(Dataset excerpts)
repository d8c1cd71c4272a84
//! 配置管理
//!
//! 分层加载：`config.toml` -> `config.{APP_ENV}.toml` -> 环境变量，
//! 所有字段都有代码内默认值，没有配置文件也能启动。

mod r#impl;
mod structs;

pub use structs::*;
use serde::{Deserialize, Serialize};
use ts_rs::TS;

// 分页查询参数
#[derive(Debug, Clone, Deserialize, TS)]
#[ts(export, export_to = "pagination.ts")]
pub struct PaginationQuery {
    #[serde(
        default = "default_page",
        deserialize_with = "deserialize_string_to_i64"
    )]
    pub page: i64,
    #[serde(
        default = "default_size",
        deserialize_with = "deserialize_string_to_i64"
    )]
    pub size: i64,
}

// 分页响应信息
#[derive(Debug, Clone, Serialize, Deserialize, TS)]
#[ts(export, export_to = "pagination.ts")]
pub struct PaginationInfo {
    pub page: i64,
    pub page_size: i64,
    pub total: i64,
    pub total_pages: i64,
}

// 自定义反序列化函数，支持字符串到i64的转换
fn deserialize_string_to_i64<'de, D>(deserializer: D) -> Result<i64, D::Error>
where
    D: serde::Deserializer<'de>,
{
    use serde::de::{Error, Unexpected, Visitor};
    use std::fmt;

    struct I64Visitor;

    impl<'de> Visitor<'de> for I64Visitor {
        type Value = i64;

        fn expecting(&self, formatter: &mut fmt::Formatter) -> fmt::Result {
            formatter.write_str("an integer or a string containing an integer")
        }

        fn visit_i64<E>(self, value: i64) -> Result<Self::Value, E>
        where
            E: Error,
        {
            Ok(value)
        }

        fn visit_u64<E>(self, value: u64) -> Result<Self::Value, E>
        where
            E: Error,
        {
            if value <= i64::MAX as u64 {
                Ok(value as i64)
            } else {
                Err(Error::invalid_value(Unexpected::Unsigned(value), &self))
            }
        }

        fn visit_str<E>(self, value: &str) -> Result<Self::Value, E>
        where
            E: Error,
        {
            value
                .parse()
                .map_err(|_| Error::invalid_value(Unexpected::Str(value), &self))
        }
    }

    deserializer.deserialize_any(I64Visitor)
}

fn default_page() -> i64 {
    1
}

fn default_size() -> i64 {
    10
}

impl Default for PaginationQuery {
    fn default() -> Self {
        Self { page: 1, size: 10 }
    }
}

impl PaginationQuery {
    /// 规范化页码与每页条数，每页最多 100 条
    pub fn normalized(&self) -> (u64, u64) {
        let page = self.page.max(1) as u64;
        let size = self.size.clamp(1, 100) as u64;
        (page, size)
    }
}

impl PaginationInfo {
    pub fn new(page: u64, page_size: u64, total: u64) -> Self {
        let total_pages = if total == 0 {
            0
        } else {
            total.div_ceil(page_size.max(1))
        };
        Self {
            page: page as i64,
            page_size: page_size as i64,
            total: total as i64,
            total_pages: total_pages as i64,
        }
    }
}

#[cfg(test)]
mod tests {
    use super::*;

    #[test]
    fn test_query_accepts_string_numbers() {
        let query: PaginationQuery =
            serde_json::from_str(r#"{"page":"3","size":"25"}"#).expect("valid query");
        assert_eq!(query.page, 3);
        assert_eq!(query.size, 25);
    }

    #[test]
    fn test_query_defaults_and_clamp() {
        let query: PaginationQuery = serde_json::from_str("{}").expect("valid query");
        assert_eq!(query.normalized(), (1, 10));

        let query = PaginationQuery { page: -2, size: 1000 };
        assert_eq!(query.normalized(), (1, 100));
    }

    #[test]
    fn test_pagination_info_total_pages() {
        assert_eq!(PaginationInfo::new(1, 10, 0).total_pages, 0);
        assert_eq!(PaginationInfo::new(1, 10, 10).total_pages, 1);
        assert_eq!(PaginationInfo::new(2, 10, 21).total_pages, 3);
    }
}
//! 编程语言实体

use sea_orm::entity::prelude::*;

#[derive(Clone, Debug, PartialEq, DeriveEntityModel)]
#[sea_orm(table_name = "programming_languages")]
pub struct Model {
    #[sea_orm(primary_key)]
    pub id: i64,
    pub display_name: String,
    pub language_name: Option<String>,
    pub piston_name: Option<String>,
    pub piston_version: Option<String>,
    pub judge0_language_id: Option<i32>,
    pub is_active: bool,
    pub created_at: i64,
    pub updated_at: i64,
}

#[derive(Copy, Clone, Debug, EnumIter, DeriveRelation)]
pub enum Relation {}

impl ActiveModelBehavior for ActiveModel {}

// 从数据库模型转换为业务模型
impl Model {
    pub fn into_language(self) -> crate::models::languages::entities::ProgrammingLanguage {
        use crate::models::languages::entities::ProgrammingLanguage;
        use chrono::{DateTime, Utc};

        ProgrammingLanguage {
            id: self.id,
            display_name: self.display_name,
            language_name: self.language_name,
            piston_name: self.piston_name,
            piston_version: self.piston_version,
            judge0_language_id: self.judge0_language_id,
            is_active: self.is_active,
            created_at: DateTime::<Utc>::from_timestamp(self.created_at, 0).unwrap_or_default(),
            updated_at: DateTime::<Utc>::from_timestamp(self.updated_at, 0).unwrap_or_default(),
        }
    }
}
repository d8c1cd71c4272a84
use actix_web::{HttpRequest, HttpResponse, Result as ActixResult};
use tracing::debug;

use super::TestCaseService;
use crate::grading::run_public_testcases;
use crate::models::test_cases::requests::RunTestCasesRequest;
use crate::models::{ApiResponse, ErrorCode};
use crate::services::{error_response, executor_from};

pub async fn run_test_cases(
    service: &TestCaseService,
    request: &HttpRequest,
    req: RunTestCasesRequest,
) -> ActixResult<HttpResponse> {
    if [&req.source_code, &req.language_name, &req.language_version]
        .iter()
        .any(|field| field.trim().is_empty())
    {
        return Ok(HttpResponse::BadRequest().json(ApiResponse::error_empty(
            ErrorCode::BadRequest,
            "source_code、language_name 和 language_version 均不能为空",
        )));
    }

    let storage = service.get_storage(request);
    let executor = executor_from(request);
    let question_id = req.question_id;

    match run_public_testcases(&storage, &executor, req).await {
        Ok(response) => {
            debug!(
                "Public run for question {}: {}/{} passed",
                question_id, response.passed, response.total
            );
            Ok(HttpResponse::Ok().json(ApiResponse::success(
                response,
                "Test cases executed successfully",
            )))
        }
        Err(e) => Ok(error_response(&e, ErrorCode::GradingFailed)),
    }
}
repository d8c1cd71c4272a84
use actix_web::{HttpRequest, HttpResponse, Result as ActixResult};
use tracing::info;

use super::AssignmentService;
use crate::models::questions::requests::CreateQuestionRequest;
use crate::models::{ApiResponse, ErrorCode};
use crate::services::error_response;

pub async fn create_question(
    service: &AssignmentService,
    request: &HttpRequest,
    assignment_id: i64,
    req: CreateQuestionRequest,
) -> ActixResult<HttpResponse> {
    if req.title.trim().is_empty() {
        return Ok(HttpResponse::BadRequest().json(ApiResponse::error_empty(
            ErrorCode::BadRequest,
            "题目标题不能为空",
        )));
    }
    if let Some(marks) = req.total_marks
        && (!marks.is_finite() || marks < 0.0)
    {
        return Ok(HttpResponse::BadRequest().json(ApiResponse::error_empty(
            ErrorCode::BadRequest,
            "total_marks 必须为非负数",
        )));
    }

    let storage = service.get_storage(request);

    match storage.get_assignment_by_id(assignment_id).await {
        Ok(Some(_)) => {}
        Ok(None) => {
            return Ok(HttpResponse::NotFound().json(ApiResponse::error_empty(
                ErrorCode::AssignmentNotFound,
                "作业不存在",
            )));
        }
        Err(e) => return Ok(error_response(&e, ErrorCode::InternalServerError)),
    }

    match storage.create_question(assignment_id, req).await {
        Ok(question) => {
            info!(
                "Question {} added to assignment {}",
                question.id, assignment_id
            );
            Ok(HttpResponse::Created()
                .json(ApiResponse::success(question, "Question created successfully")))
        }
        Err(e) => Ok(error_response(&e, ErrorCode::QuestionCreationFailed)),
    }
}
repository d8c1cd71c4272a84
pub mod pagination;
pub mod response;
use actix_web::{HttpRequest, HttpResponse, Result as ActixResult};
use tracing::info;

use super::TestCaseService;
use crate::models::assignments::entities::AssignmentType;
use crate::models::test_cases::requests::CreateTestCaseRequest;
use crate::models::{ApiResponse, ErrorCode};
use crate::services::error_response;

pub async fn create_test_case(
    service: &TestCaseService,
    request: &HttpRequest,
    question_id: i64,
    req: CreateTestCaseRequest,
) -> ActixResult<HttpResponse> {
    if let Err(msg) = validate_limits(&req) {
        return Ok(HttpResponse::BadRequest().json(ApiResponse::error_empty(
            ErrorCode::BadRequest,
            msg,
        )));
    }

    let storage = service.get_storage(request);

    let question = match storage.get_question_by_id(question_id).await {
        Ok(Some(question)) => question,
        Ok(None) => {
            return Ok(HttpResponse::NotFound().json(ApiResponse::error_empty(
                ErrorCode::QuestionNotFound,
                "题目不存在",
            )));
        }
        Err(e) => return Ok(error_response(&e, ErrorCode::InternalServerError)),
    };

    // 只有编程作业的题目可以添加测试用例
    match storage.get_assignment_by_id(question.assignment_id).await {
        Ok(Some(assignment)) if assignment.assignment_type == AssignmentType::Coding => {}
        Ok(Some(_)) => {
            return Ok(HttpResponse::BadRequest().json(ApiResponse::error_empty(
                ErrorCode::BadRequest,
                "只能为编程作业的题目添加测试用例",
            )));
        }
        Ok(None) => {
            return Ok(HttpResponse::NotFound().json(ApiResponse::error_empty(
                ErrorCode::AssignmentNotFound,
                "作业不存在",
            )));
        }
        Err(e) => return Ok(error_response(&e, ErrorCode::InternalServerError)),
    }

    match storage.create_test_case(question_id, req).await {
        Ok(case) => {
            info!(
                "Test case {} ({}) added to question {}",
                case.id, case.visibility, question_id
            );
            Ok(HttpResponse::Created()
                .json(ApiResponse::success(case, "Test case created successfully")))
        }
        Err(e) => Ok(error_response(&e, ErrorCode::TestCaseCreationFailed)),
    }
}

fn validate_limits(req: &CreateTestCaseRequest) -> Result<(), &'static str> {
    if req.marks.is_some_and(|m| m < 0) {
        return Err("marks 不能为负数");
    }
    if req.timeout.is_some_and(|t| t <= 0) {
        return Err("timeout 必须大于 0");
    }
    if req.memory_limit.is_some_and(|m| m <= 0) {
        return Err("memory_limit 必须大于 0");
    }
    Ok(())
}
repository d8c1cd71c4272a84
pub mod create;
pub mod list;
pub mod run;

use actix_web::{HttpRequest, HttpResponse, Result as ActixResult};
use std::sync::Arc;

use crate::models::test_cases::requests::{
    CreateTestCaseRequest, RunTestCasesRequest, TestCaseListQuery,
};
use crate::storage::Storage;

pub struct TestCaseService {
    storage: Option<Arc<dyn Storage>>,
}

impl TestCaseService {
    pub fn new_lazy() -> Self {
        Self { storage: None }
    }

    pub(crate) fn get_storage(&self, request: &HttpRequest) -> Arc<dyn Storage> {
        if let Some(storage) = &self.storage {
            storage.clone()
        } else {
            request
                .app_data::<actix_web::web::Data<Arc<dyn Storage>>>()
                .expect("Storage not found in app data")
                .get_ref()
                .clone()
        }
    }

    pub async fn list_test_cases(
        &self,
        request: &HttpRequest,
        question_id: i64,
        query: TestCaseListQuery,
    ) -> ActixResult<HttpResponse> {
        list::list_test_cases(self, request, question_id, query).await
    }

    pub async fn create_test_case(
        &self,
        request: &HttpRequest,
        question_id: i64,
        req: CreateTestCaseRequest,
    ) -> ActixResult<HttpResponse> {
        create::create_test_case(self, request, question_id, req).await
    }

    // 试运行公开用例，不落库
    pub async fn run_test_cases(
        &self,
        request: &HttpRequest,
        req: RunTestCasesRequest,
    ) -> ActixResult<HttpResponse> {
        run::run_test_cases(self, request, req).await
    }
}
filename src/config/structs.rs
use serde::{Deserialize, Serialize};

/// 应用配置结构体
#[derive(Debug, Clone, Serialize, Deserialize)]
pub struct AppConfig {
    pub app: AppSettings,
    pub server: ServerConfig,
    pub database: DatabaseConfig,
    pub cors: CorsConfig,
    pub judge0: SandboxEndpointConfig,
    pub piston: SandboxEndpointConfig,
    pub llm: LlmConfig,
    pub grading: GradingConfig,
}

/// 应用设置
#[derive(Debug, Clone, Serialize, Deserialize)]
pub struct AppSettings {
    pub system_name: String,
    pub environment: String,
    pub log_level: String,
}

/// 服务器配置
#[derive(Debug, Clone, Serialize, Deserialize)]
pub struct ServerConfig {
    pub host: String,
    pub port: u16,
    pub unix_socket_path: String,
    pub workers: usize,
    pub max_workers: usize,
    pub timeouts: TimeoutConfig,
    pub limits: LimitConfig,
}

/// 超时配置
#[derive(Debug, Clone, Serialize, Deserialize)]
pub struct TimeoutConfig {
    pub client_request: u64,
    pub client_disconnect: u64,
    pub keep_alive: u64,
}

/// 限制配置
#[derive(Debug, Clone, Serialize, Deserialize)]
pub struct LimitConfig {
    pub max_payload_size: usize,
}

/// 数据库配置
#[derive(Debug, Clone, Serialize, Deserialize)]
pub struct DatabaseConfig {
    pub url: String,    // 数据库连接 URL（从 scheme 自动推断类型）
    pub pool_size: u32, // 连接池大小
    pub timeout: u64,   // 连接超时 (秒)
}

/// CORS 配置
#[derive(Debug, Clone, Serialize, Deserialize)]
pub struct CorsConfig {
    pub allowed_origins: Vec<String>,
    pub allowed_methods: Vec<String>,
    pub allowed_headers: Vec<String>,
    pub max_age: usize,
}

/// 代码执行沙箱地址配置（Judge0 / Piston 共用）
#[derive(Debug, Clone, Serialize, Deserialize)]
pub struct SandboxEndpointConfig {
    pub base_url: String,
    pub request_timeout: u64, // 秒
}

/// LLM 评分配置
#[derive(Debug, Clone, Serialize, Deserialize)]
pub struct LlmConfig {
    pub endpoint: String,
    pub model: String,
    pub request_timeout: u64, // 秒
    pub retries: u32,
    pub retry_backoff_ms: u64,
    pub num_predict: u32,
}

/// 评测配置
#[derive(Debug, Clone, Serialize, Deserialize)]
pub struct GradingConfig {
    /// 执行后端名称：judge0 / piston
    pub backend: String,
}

### [PROBLEM]
Filter the lines above, keeping and copying those that contain "successfully".

### [EXERCISE SOLUTION]
                "Test cases executed successfully",
                .json(ApiResponse::success(question, "Question created successfully")))
                .json(ApiResponse::success(case, "Test case created successfully")))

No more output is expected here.